WORK ORDER: Take every line from the entries below that includes the word "CategoryExtra" and copy it.

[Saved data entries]
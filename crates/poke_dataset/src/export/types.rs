//! `types.json`: type matchups and move categories.

use indexmap::IndexMap;
use serde::Serialize;
use showdown_data::{GenerationData, TypeInfo};
use tracing::info;

use super::{name_to_slug, GenerationContext};
use crate::error::Result;
use crate::extra_data::{CategoryExtra, TypeColor};
use crate::merge::MergeData;

#[derive(Debug, Clone, Serialize, PartialEq)]
#[serde(rename_all = "camelCase")]
pub struct TypeRecord {
    pub slug: String,
    pub name: String,
    #[serde(skip_serializing_if = "Option::is_none")]
    pub color: Option<String>,
    /// Multiplier when hit by each type, ordered by (value, type).
    pub damage_taken: IndexMap<String, f64>,
    /// Multiplier when hitting each type, ordered by (value, type).
    pub damage_done: IndexMap<String, f64>,
}

#[derive(Debug, Clone, Serialize, PartialEq)]
pub struct CategoryRecord {
    pub slug: String,
    #[serde(skip_serializing_if = "Option::is_none")]
    pub name: Option<String>,
    #[serde(skip_serializing_if = "Option::is_none")]
    pub color: Option<String>,
}

#[derive(Debug, Clone, Serialize, PartialEq)]
pub struct TypesDocument {
    pub types: Vec<TypeRecord>,
    pub categories: Vec<CategoryRecord>,
}

fn ordered(mut values: Vec<(String, f64)>) -> IndexMap<String, f64> {
    values.sort_by(|(a_type, a), (b_type, b)| a.total_cmp(b).then_with(|| a_type.cmp(b_type)));
    values.into_iter().collect()
}

fn type_record(gen: &dyn GenerationData, ty: &TypeInfo, color: Option<&TypeColor>) -> TypeRecord {
    let mut taken = Vec::new();
    let mut done = Vec::new();
    for other in gen.types() {
        let other_slug = name_to_slug(&other.name);
        taken.push((other_slug.clone(), gen.total_effectiveness(&other.name, &ty.name)));
        done.push((other_slug, gen.total_effectiveness(&ty.name, &other.name)));
    }

    TypeRecord {
        slug: name_to_slug(&ty.name),
        name: ty.name.clone(),
        color: color.and_then(|c| c.color.clone()),
        damage_taken: ordered(taken),
        damage_done: ordered(done),
    }
}

pub fn types_document(
    gen: &dyn GenerationData,
    colors: &std::collections::HashMap<String, TypeColor>,
    categories: &IndexMap<String, CategoryExtra>,
) -> TypesDocument {
    let mut types: Vec<TypeRecord> = gen
        .types()
        .iter()
        .filter(|ty| !ty.is_unknown())
        .map(|ty| type_record(gen, ty, colors.get(&name_to_slug(&ty.name))))
        .collect();
    types.sort_by(|a, b| a.slug.cmp(&b.slug));

    let categories = categories
        .iter()
        .map(|(slug, category)| CategoryRecord {
            slug: slug.clone(),
            name: category.name.clone(),
            color: category.color.clone(),
        })
        .collect();

    TypesDocument { types, categories }
}

pub fn export(ctx: &GenerationContext, merge: &mut MergeData) -> Result<usize> {
    info!("- types");

    let extra = ctx.extra.types()?;
    let document = types_document(ctx.gen, &extra.types, &extra.categories);
    merge.add_type_data(ctx.num(), &document.types, &document.categories);

    if !document.types.is_empty() || !document.categories.is_empty() {
        info!(
            "writing {} types and {} categories...",
            document.types.len(),
            document.categories.len()
        );
        ctx.writer.write("types.json", &document)?;
    }

    Ok(document.types.len())
}
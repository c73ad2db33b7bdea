//! Id conversion and generation inference helpers.

use heck::ToPascalCase;
use serde::{Deserialize, Deserializer};

/// Convert a display name to a Showdown id ("Mr. Mime" -> "mrmime").
pub fn to_id(name: &str) -> String {
    name.chars()
        .filter(|c| c.is_ascii_alphanumeric())
        .map(|c| c.to_ascii_lowercase())
        .collect()
}

/// Display name for a typechart key ("fire" -> "Fire").
/// Keys that are not plain ids (such as `???`) are kept verbatim.
pub fn type_display_name(key: &str) -> String {
    if key.chars().all(|c| c.is_ascii_alphanumeric()) {
        key.to_pascal_case()
    } else {
        key.to_string()
    }
}

/// Generation a species was introduced in, for dumps without an explicit `gen`.
pub fn infer_species_gen(num: i32, forme: &str, is_mega: bool) -> u8 {
    if num >= 906 || forme.contains("Paldea") {
        9
    } else if num >= 810 || matches!(forme, "Gmax" | "Galar" | "Galar-Zen" | "Hisui") {
        8
    } else if num >= 722 || forme.starts_with("Alola") || forme == "Starter" {
        7
    } else if forme == "Primal" {
        6
    } else if num >= 650 || is_mega {
        6
    } else if num >= 494 {
        5
    } else if num >= 387 {
        4
    } else if num >= 252 {
        3
    } else if num >= 152 {
        2
    } else {
        1
    }
}

pub fn infer_move_gen(num: i32) -> u8 {
    match num {
        n if n >= 827 => 9,
        n if n >= 743 => 8,
        n if n >= 622 => 7,
        n if n >= 560 => 6,
        n if n >= 468 => 5,
        n if n >= 355 => 4,
        n if n >= 252 => 3,
        n if n >= 166 => 2,
        n if n >= 1 => 1,
        _ => 0,
    }
}

pub fn infer_ability_gen(num: i32) -> u8 {
    match num {
        n if n >= 268 => 9,
        n if n >= 234 => 8,
        n if n >= 192 => 7,
        n if n >= 165 => 6,
        n if n >= 124 => 5,
        n if n >= 77 => 4,
        _ => 3,
    }
}

pub fn infer_item_gen(num: i32) -> u8 {
    match num {
        n if n >= 1124 => 9,
        n if n >= 927 => 8,
        n if n >= 689 => 7,
        n if n >= 577 => 6,
        n if n >= 537 => 5,
        n if n >= 377 => 4,
        _ => 3,
    }
}

/// Accept `true`, `1` or any non-empty string as a set flag.
pub fn deserialize_truthy<'de, D>(deserializer: D) -> Result<bool, D::Error>
where
    D: Deserializer<'de>,
{
    let value = Option::<serde_json::Value>::deserialize(deserializer)?;
    Ok(match value {
        Some(serde_json::Value::Bool(flag)) => flag,
        Some(serde_json::Value::Number(n)) => n.as_f64().is_some_and(|n| n != 0.0),
        Some(serde_json::Value::String(s)) => !s.is_empty(),
        _ => false,
    })
}
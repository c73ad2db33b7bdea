//! Which entries of a dump exist in a given generation.
//!
//! Mirrors the simulator's default filter (nothing nonstandard, nothing from
//! a later generation) with a few deliberate exceptions so the dataset also
//! covers unobtainable formes, Let's Go species, Gigantamax formes and the
//! Legends: Arceus / BDSP species that generation 8 dumps mark as
//! `Future` or `Past`.

use phf::phf_set;

static EXCLUDED_SPECIES: phf::Set<&'static str> = phf_set! {
    "missingno",
    "pokestarblackbelt",
    "pokestarblackdoor",
    "pokestarbrycenman",
    "pokestarf00",
    "pokestarf002",
    "pokestargiant",
    "pokestarhumanoid",
    "pokestarmonster",
    "pokestarmt",
    "pokestarmt2",
    "pokestarsmeargle",
    "pokestarspirit",
    "pokestartransport",
    "pokestarufo",
    "pokestarufo2",
    "pokestarufopropu2",
    "pokestarwhitedoor",
};

/// Legends: Arceus species marked `Future` in generation 8.
static GEN8_FUTURE_SPECIES: phf::Set<&'static str> = phf_set! {
    "growlithehisui",
    "arcaninehisui",
    "voltorbhisui",
    "electrodehisui",
    "typhlosionhisui",
    "qwilfishhisui",
    "sneaselhisui",
    "dialgaorigin",
    "palkiaorigin",
    "samurotthisui",
    "lilliganthisui",
    "basculinwhitestriped",
    "zoruahisui",
    "zoroarkhisui",
    "braviaryhisui",
    "sliggoohisui",
    "goodrahisui",
    "avalugghisui",
    "decidueyehisui",
    "wyrdeer",
    "kleavor",
    "ursaluna",
    "basculegion",
    "basculegionf",
    "sneasler",
    "overqwil",
    "enamorus",
    "enamorustherian",
};

/// Returning BDSP / Legends: Arceus species marked `Past` in generation 8.
static GEN8_PAST_SPECIES: phf::Set<&'static str> = phf_set! {
    "cyndaquil", "oshawott", "dewott", "bidoof", "bibarel", "starly", "staravia",
    "staraptor", "wurmple", "silcoon", "beautifly", "cascoon", "dustox", "kricketot",
    "kricketune", "buizel", "floatzel", "burmy", "burmysandy", "burmytrash", "wormadam",
    "wormadamsandy", "wormadamtrash", "mothim", "geodude", "graveler", "golem",
    "stantler", "paras", "parasect", "aipom", "ambipom", "carnivine", "yanma", "yanmega",
    "pachirisu", "teddiursa", "ursaring", "turtwig", "grotle", "torterra", "murkrow",
    "honchkrow", "unown", "unownb", "unownc", "unownd", "unowne", "unownf", "unowng",
    "unownh", "unowni", "unownj", "unownk", "unownl", "unownm", "unownn", "unowno",
    "unownp", "unownq", "unownr", "unowns", "unownt", "unownu", "unownv", "unownw",
    "unownx", "unowny", "unownz", "unownexclamation", "unownquestion", "glameow",
    "purugly", "chatot", "piplup", "prinplup", "empoleon", "finneon", "lumineon",
    "gligar", "gliscor", "nosepass", "probopass", "chingling", "chimecho", "misdreavus",
    "mismagius", "cranidos", "rampardos", "shieldon", "bastiodon", "arceus", "phione",
    "manaphy", "shaymin", "darkrai", "meditite", "medicham", "girafarig",
};

pub fn species_exists(id: &str, species_gen: u8, nonstandard: Option<&str>, gen: u8) -> bool {
    if species_gen > gen {
        return false;
    }
    match nonstandard {
        None => true,
        Some("Unobtainable") => !EXCLUDED_SPECIES.contains(id),
        Some("LGPE") => gen == 7,
        Some("Gigantamax") => gen == 8,
        Some("Future") => gen == 8 && GEN8_FUTURE_SPECIES.contains(id),
        Some("Past") => gen == 8 && GEN8_PAST_SPECIES.contains(id),
        Some(_) => false,
    }
}

pub fn move_exists(move_gen: u8, nonstandard: Option<&str>, gen: u8) -> bool {
    if move_gen > gen {
        return false;
    }
    match nonstandard {
        None => true,
        Some("Gigantamax") => gen == 8,
        Some(_) => false,
    }
}

pub fn ability_exists(id: &str, ability_gen: u8, nonstandard: Option<&str>, gen: u8) -> bool {
    id != "noability" && ability_gen <= gen && nonstandard.is_none()
}

pub fn item_exists(item_gen: u8, nonstandard: Option<&str>, gen: u8) -> bool {
    item_gen <= gen && nonstandard.is_none()
}
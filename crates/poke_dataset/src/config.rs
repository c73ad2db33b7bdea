//! Export run configuration.

use std::path::PathBuf;

use serde::{Deserialize, Serialize};
use showdown_data::{MAX_GENERATION, MIN_GENERATION};

use crate::error::{Error, Result};

/// Alternate dump consulted for learnsets of one generation.
#[derive(Debug, Clone, PartialEq, Eq, Serialize, Deserialize)]
pub struct ModSource {
    pub gen: u8,
    /// Directory name under the Showdown data directory, e.g. `gen8bdsp`.
    pub name: String,
}

#[derive(Debug, Clone, PartialEq, Serialize, Deserialize)]
#[serde(default)]
pub struct ExportConfig {
    /// Hand-maintained extra data (`pokemon.json`, `games.json`, `pokedex/`, ...).
    pub data_dir: PathBuf,
    /// Showdown dumps, one `gen<N>` directory per generation.
    pub showdown_dir: PathBuf,
    /// Emptied at the start of every run.
    pub out_dir: PathBuf,
    pub generations: Vec<u8>,
    pub mods: Vec<ModSource>,
    pub pretty_print: bool,
}

impl Default for ExportConfig {
    fn default() -> Self {
        ExportConfig {
            data_dir: PathBuf::from("data"),
            showdown_dir: PathBuf::from("data/showdown"),
            out_dir: PathBuf::from("generated"),
            generations: (MIN_GENERATION..=MAX_GENERATION).collect(),
            mods: vec![ModSource {
                gen: 8,
                name: "gen8bdsp".to_string(),
            }],
            pretty_print: true,
        }
    }
}

impl ExportConfig {
    pub fn generation_dir(&self, gen: u8) -> PathBuf {
        self.showdown_dir.join(format!("gen{}", gen))
    }

    pub fn mod_for(&self, gen: u8) -> Option<&ModSource> {
        self.mods.iter().find(|m| m.gen == gen)
    }

    pub fn mod_dir(&self, source: &ModSource) -> PathBuf {
        self.showdown_dir.join(&source.name)
    }

    /// Sort and de-duplicate generations; reject anything outside 1-9.
    pub fn normalize(&mut self) -> Result<()> {
        if let Some(&bad) = self
            .generations
            .iter()
            .chain(self.mods.iter().map(|m| &m.gen))
            .find(|g| !(MIN_GENERATION..=MAX_GENERATION).contains(*g))
        {
            return Err(Error::InvalidGeneration(bad));
        }
        self.generations.sort_unstable();
        self.generations.dedup();
        Ok(())
    }
}
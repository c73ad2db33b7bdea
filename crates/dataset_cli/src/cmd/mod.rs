pub mod export;
pub mod learnset;

use std::path::PathBuf;

use anyhow::Result;
use clap::Args;
use poke_dataset::ExportConfig;

use crate::config;

/// Directory and output options shared by every command. Flags win over the
/// config file, which wins over the defaults.
#[derive(Args, Debug, Default)]
pub struct ConfigArgs {
    /// TOML configuration file
    #[arg(short, long, env = "POKE_DATASET_CONFIG")]
    pub config: Option<PathBuf>,

    /// Hand-maintained extra data directory
    #[arg(long, env = "POKE_DATASET_DATA_DIR")]
    pub data_dir: Option<PathBuf>,

    /// Directory holding one Showdown dump per generation
    #[arg(long, env = "POKE_DATASET_SHOWDOWN_DIR")]
    pub showdown_dir: Option<PathBuf>,

    /// Output directory (emptied before exporting)
    #[arg(short, long, env = "POKE_DATASET_OUT_DIR")]
    pub out_dir: Option<PathBuf>,
}

impl ConfigArgs {
    pub fn resolve(&self) -> Result<ExportConfig> {
        let mut config = match &self.config {
            Some(path) => config::load(path)?,
            None => ExportConfig::default(),
        };

        if let Some(dir) = &self.data_dir {
            config.data_dir = dir.clone();
        }
        if let Some(dir) = &self.showdown_dir {
            config.showdown_dir = dir.clone();
        }
        if let Some(dir) = &self.out_dir {
            config.out_dir = dir.clone();
        }
        Ok(config)
    }
}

TASK SOLUTION:
use crate::extra_data::{CategoryExtra, TypeColor};
    categories: &IndexMap<String, CategoryExtra>,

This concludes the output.